Allysha Joy kommt aus Melbourne, aber sie sagt "Naarm", wenn sie ihre Herkunft nennt. Es ist das Wort, das die Nachkommen der Indigenen für das Land verwenden, auf dem europäische Siedler im 19. Jahrhundert die Stadt Melbourne aufbauten, damals noch Port Phillip. "Ich erkenne an, dass diese Musik auf gestohlenem Land, dem Land des Wurundjeri-Volkes der Kulin-Nation, geschrieben und aufgenommen wurde", gibt Allysha Joy zu Protokoll – und zollt den Ahnen und Nachkommen der First Nations People ihren Respekt.
Ihr drittes Album "The Making of Silk" ist eine kühne Weiterentwicklung ihres künstlerischen Schaffens, mit reichen Jazz-Harmonien und einem tief rührenden Gesang, der aus einer wenig bespielten Dimension zwischen Soul und Jazz emporsteigt. Mit ihrem Respekt für die Kultur der Ureinwohner konfrontiert sie die Welt mit unbequemen Wahrheiten über den Kolonialismus: "Ich erkenne den andauernden Kampf um Souveränität an, den Kampf um freie Meinungsäußerung, Kultur, Sprache, Bewegung, Verbindung mit Kunst, Familie und Land. Ich erkenne den Geist an, der in dieser Musik lebt, und die lange Geschichte der Poesie, der Musik, der Kunst und des Widerstands […] Mit tiefem Respekt schaffe ich dieses Werk und teile es", schreibt die Künstlerin begleitend zum Album. Ihr Songwriting darauf verkörpert ein Geflecht aus Liebe, Wut, Verwunderung und der Hoffnung auf Veränderung und schafft Musik, die so ermächtigend wie intim ist.
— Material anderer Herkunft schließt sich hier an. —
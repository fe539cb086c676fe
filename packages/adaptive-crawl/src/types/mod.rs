//! Core data types for the crawl engine.

pub mod candidate;
pub mod page;
pub mod query;
pub mod result;

pub use candidate::CrawlCandidate;
pub use page::{CrawledPage, DiscoveredLink, FetchedPage, PageRepresentation, TermVector};
pub use query::{QueryRepresentation, QuerySpace, QueryTerms, QueryVariation};
pub use result::{PageRecord, RemainingCandidate, SessionResult, SessionStats};
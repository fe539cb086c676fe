//! Session configuration and confidence weighting.

use serde::{Deserialize, Serialize};
use std::time::Duration;

/// Which relevance strategy drives the session.
#[derive(Debug, Clone, Copy, PartialEq, Eq, Serialize, Deserialize)]
#[serde(rename_all = "snake_case")]
pub enum StrategyKind {
    /// Term-statistical scoring, fully in-process and deterministic.
    Statistical,
    /// Embedding-based scoring via an external provider.
    Embedding,
}

/// Weights for combining coverage, consistency and saturation into the
/// overall confidence value.
///
/// The saturation component enters the default combiner as `1 - saturation`
/// so that confidence rises as marginal gain dies off. Weights are
/// normalized by their sum, so only their ratios matter.
#[derive(Debug, Clone, Copy, PartialEq, Serialize, Deserialize)]
pub struct ConfidenceWeights {
    /// Weight for query-aspect coverage
    pub coverage: f32,

    /// Weight for cross-page consistency
    pub consistency: f32,

    /// Weight for (inverted) saturation
    pub saturation: f32,
}

impl Default for ConfidenceWeights {
    fn default() -> Self {
        Self {
            coverage: 0.5,
            consistency: 0.25,
            saturation: 0.25,
        }
    }
}

impl ConfidenceWeights {
    /// Weight coverage only; overall confidence tracks coverage exactly.
    pub fn coverage_only() -> Self {
        Self {
            coverage: 1.0,
            consistency: 0.0,
            saturation: 0.0,
        }
    }

    /// Sum of all weights.
    pub fn total(&self) -> f32 {
        self.coverage + self.consistency + self.saturation
    }
}

/// Configuration for one crawl session.
#[derive(Debug, Clone, Serialize, Deserialize)]
pub struct SessionConfig {
    /// Which relevance strategy to use
    pub strategy: StrategyKind,

    /// Stop once overall confidence reaches this value
    pub target_confidence: f32,

    /// Hard cap on pages crawled per session
    pub max_pages: usize,

    /// Number of query variations generated at prepare (embedding only)
    pub n_query_variations: usize,

    /// Below this max relevance the site is considered off-topic
    /// (embedding only)
    pub min_relevance_threshold: f32,

    /// Pages to crawl before the irrelevance short-circuit may fire
    pub min_pages_before_irrelevance: usize,

    /// Per-variation similarity at which a query variation counts as
    /// satisfied (embedding only)
    pub variation_satisfied_threshold: f32,

    /// Re-score the frontier after this many page additions (1 = every page)
    pub rescore_batch_size: usize,

    /// Bounded fetch worker pool size
    pub max_concurrent_fetches: usize,

    /// Saturation below this value counts as a low-gain page
    pub saturation_threshold: f32,

    /// Consecutive low-gain pages tolerated before stopping
    pub saturation_patience: usize,

    /// Pages with relevance below this floor are excluded from the
    /// consistency measure
    pub relevance_floor: f32,

    /// Stop early once this fraction of provider calls has failed
    pub provider_failure_ratio: f32,

    /// Wall-clock budget for the whole session, in milliseconds.
    /// Exceeding it stops the session the same way the page cap does.
    pub session_timeout_ms: Option<u64>,

    /// Confidence combination weights
    pub weights: ConfidenceWeights,
}

impl Default for SessionConfig {
    fn default() -> Self {
        Self {
            strategy: StrategyKind::Statistical,
            target_confidence: 0.8,
            max_pages: 25,
            n_query_variations: 10,
            min_relevance_threshold: 0.1,
            min_pages_before_irrelevance: 3,
            variation_satisfied_threshold: 0.55,
            rescore_batch_size: 1,
            max_concurrent_fetches: 4,
            saturation_threshold: 0.1,
            saturation_patience: 3,
            relevance_floor: 0.3,
            provider_failure_ratio: 0.5,
            session_timeout_ms: None,
            weights: ConfidenceWeights::default(),
        }
    }
}

impl SessionConfig {
    /// Create a config for the given strategy with default tunables.
    pub fn new(strategy: StrategyKind) -> Self {
        Self {
            strategy,
            ..Default::default()
        }
    }

    /// Shorthand for a statistical session.
    pub fn statistical() -> Self {
        Self::new(StrategyKind::Statistical)
    }

    /// Shorthand for an embedding session.
    pub fn embedding() -> Self {
        Self::new(StrategyKind::Embedding)
    }

    /// Set the target confidence.
    pub fn with_target_confidence(mut self, target: f32) -> Self {
        self.target_confidence = target;
        self
    }

    /// Set the page cap.
    pub fn with_max_pages(mut self, max: usize) -> Self {
        self.max_pages = max;
        self
    }

    /// Set the number of query variations (embedding only).
    pub fn with_query_variations(mut self, n: usize) -> Self {
        self.n_query_variations = n;
        self
    }

    /// Set the minimum relevance threshold for the irrelevance
    /// short-circuit (embedding only).
    pub fn with_min_relevance(mut self, threshold: f32) -> Self {
        self.min_relevance_threshold = threshold;
        self
    }

    /// Set how many pages must be crawled before the irrelevance
    /// short-circuit may fire.
    pub fn with_min_pages_before_irrelevance(mut self, pages: usize) -> Self {
        self.min_pages_before_irrelevance = pages;
        self
    }

    /// Set the frontier re-scoring batch size.
    pub fn with_rescore_batch_size(mut self, size: usize) -> Self {
        self.rescore_batch_size = size.max(1);
        self
    }

    /// Set the fetch worker pool size.
    pub fn with_max_concurrent_fetches(mut self, n: usize) -> Self {
        self.max_concurrent_fetches = n.max(1);
        self
    }

    /// Set the saturation threshold and patience.
    pub fn with_saturation(mut self, threshold: f32, patience: usize) -> Self {
        self.saturation_threshold = threshold;
        self.saturation_patience = patience;
        self
    }

    /// Set the confidence weights.
    pub fn with_weights(mut self, weights: ConfidenceWeights) -> Self {
        self.weights = weights;
        self
    }

    /// Set the session wall-clock budget.
    pub fn with_session_timeout(mut self, timeout: Duration) -> Self {
        self.session_timeout_ms = Some(timeout.as_millis() as u64);
        self
    }

    /// Session wall-clock budget as a `Duration`, if configured.
    pub fn session_timeout(&self) -> Option<Duration> {
        self.session_timeout_ms.map(Duration::from_millis)
    }
}

#[cfg(test)]
mod tests {
    use super::*;

    #[test]
    fn test_defaults() {
        let config = SessionConfig::default();
        assert_eq!(config.strategy, StrategyKind::Statistical);
        assert!((config.target_confidence - 0.8).abs() < f32::EPSILON);
        assert_eq!(config.saturation_patience, 3);
        assert_eq!(config.n_query_variations, 10);
    }

    #[test]
    fn test_builder() {
        let config = SessionConfig::embedding()
            .with_max_pages(10)
            .with_query_variations(5)
            .with_rescore_batch_size(0);

        assert_eq!(config.strategy, StrategyKind::Embedding);
        assert_eq!(config.max_pages, 10);
        assert_eq!(config.n_query_variations, 5);
        // Batch size is clamped to at least one
        assert_eq!(config.rescore_batch_size, 1);
    }

    #[test]
    fn test_weights_total() {
        let weights = ConfidenceWeights::default();
        assert!((weights.total() - 1.0).abs() < 1e-6);

        let coverage_only = ConfidenceWeights::coverage_only();
        assert!((coverage_only.total() - 1.0).abs() < 1e-6);
    }
}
Nach ihrem vielgelobten Debüt "Acadie : Raw" von 2018 und dem Nachfolger "Torn : Toxic" von 2022 treibt Joy ihre Reise als selbstproduzierende Künstlerin mit perfektioniertem Sound voran. Basierend auf komplexen Jazz-Rhythmen, in einer aufwändigen Produktion und mit der Reife einer Künstlerin, die sich ihrer Stimme noch sicherer geworden ist (dazu spielt sie Fender Rhodes und Percussions), ist "The Making of Silk" mehr als nur ein Ausrufezeichen hinter ihrem bereits eindrucksvollen Schaffen. Hat sie zuletzt noch mit etablierten Künstlern wie Ego Ella May und Julien Dyne zusammengearbeitet, verlässt sie sich nun auf ihre Einzelstimme. Musikalisch standen ihr allerdings 18 Musikerinnen und Musiker zur Seite, allen voran Finn Rees, dessen "Dawn is a Melody" jüngst ebenfalls Album der Woche war in der Jazztime.
"The Making of Silk" ist, wie der Titel andeutet, eine weich gleitende Klangwelt voller Reflexe und Lichtbrechungen, die sowohl zutiefst persönlich als auch universell ist. Dabei zeigt Joy nicht nur einen mächtigen Zugang zur Wirkung von Musik, sondern bewegt auch mit ihren Themen: Heilung, Verantwortung und eine philosophische Herangehensweise an die Liebe – anknüpfend an Persönlichkeiten wie die intersektional kritische US-Autorin Bell Hooks und Pulitzer-Preisträgerin Mary Oliver.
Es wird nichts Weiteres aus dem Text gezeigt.